▶ What needs to be done: Every line with "doubled" in it should be copied from the data.

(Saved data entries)
——————————
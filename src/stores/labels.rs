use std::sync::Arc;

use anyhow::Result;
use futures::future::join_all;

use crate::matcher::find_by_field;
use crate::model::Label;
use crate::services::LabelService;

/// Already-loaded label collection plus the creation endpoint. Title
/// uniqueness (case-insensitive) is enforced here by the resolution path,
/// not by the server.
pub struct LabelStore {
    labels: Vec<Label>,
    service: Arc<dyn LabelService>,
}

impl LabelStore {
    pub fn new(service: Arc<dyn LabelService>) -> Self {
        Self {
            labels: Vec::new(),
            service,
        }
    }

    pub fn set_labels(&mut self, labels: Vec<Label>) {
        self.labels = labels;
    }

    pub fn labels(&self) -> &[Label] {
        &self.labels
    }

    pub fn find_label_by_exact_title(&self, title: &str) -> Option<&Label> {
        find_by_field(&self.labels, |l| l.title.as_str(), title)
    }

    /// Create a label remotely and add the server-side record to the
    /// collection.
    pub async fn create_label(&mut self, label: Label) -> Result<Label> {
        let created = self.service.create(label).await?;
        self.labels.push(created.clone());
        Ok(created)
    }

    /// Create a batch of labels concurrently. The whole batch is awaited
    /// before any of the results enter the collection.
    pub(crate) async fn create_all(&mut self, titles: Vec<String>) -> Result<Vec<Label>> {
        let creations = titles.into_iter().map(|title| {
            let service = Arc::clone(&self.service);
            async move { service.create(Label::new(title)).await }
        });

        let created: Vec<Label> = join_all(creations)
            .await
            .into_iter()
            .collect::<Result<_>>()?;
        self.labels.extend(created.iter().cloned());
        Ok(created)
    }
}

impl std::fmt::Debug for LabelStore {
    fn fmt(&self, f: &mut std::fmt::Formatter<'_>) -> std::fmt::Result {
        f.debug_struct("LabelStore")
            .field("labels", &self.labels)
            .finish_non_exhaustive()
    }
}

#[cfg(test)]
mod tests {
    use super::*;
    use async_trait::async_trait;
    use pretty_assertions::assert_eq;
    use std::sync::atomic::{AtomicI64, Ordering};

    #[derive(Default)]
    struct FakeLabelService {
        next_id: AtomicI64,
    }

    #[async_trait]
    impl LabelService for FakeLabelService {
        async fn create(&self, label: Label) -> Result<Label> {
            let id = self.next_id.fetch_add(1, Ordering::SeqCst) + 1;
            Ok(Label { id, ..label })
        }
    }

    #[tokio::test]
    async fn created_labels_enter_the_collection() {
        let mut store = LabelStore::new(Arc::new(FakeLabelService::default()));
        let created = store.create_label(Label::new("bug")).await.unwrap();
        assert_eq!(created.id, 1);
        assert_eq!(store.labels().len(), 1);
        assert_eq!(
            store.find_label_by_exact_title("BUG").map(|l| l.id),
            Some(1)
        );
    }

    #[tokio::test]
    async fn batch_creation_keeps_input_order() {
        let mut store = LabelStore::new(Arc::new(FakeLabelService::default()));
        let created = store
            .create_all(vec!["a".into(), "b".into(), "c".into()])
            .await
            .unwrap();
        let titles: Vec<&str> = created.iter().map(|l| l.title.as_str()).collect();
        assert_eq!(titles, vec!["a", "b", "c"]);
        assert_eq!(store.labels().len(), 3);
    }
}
——————————
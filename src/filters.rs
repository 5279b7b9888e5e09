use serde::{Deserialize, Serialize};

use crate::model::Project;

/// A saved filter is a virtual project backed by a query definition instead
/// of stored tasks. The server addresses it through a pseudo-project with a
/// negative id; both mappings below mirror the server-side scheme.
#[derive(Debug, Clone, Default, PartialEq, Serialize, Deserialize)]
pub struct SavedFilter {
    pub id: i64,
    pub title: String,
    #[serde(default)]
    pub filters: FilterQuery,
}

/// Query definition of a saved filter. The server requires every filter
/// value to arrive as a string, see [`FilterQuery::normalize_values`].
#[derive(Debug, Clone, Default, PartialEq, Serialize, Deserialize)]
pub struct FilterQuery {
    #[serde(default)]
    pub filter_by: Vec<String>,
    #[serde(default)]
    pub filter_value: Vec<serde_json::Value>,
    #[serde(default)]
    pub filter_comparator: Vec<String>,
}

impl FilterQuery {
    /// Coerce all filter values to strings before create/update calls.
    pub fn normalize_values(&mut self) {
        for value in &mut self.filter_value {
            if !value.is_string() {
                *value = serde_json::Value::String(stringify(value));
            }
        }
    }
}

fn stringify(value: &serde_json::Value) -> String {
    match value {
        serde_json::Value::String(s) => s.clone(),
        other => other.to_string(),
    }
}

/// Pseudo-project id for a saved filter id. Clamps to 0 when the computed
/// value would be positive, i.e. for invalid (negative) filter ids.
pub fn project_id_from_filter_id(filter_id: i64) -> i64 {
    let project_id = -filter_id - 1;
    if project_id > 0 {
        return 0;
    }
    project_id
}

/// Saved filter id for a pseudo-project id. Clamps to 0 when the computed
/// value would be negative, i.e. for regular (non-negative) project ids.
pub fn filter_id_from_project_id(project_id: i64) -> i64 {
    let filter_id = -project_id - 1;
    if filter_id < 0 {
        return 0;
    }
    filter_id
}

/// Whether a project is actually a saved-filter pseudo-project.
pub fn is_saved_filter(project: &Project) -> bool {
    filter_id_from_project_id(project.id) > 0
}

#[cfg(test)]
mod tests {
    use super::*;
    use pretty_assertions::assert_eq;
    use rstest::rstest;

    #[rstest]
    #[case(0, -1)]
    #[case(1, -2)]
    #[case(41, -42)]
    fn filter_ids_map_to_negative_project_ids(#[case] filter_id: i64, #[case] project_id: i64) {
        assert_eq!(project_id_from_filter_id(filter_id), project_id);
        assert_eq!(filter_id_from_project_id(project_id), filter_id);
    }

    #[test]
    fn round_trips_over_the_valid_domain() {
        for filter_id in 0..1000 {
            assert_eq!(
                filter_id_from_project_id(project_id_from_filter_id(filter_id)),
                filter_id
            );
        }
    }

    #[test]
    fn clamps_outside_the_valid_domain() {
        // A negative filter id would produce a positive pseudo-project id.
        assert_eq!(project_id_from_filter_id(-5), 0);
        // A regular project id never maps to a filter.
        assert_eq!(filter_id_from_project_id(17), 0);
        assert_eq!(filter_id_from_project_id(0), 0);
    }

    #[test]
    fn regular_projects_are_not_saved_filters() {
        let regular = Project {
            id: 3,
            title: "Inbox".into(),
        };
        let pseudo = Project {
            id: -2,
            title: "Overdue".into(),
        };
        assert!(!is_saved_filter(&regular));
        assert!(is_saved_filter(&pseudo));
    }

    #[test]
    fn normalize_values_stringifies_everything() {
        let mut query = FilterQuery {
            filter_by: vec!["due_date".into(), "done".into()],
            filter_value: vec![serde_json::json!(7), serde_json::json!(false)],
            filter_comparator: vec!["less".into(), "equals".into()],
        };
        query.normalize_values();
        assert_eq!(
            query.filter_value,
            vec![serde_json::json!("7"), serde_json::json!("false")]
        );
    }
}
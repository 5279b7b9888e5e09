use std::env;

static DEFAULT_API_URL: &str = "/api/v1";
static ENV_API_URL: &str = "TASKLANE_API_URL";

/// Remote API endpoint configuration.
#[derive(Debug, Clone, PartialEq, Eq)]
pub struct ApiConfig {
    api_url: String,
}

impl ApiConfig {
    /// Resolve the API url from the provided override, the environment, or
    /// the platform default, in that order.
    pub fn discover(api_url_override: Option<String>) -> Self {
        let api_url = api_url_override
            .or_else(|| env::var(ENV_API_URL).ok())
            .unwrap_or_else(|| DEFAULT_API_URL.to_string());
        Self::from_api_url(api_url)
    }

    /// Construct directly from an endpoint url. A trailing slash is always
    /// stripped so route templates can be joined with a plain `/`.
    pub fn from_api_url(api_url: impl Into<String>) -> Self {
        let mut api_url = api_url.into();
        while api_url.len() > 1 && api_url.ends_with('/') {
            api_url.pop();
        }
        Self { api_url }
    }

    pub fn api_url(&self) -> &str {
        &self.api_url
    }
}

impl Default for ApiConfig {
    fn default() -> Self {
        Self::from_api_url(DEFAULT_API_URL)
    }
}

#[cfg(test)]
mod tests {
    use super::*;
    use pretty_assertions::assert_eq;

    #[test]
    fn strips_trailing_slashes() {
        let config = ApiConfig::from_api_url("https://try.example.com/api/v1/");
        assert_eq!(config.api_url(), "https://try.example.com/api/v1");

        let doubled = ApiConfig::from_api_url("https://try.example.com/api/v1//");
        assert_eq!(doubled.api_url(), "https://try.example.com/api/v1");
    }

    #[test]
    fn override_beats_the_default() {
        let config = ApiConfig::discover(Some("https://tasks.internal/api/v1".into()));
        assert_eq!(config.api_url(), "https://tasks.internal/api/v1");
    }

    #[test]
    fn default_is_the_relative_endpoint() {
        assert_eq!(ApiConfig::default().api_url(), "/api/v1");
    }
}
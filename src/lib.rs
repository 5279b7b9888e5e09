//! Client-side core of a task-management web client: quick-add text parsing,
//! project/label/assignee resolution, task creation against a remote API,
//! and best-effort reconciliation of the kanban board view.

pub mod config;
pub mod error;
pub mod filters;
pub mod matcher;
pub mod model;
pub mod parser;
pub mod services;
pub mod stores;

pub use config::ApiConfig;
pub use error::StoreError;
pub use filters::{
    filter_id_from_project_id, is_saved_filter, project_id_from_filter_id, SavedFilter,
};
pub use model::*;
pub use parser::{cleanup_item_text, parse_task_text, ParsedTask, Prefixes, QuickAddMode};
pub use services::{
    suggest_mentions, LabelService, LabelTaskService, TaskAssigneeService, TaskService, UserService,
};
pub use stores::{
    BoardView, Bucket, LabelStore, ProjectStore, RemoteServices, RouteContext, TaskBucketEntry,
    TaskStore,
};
——————————
▶ Solution to this exercise:
        let doubled = ApiConfig::from_api_url("https://try.example.com/api/v1//");
        assert_eq!(doubled.api_url(), "https://try.example.com/api/v1");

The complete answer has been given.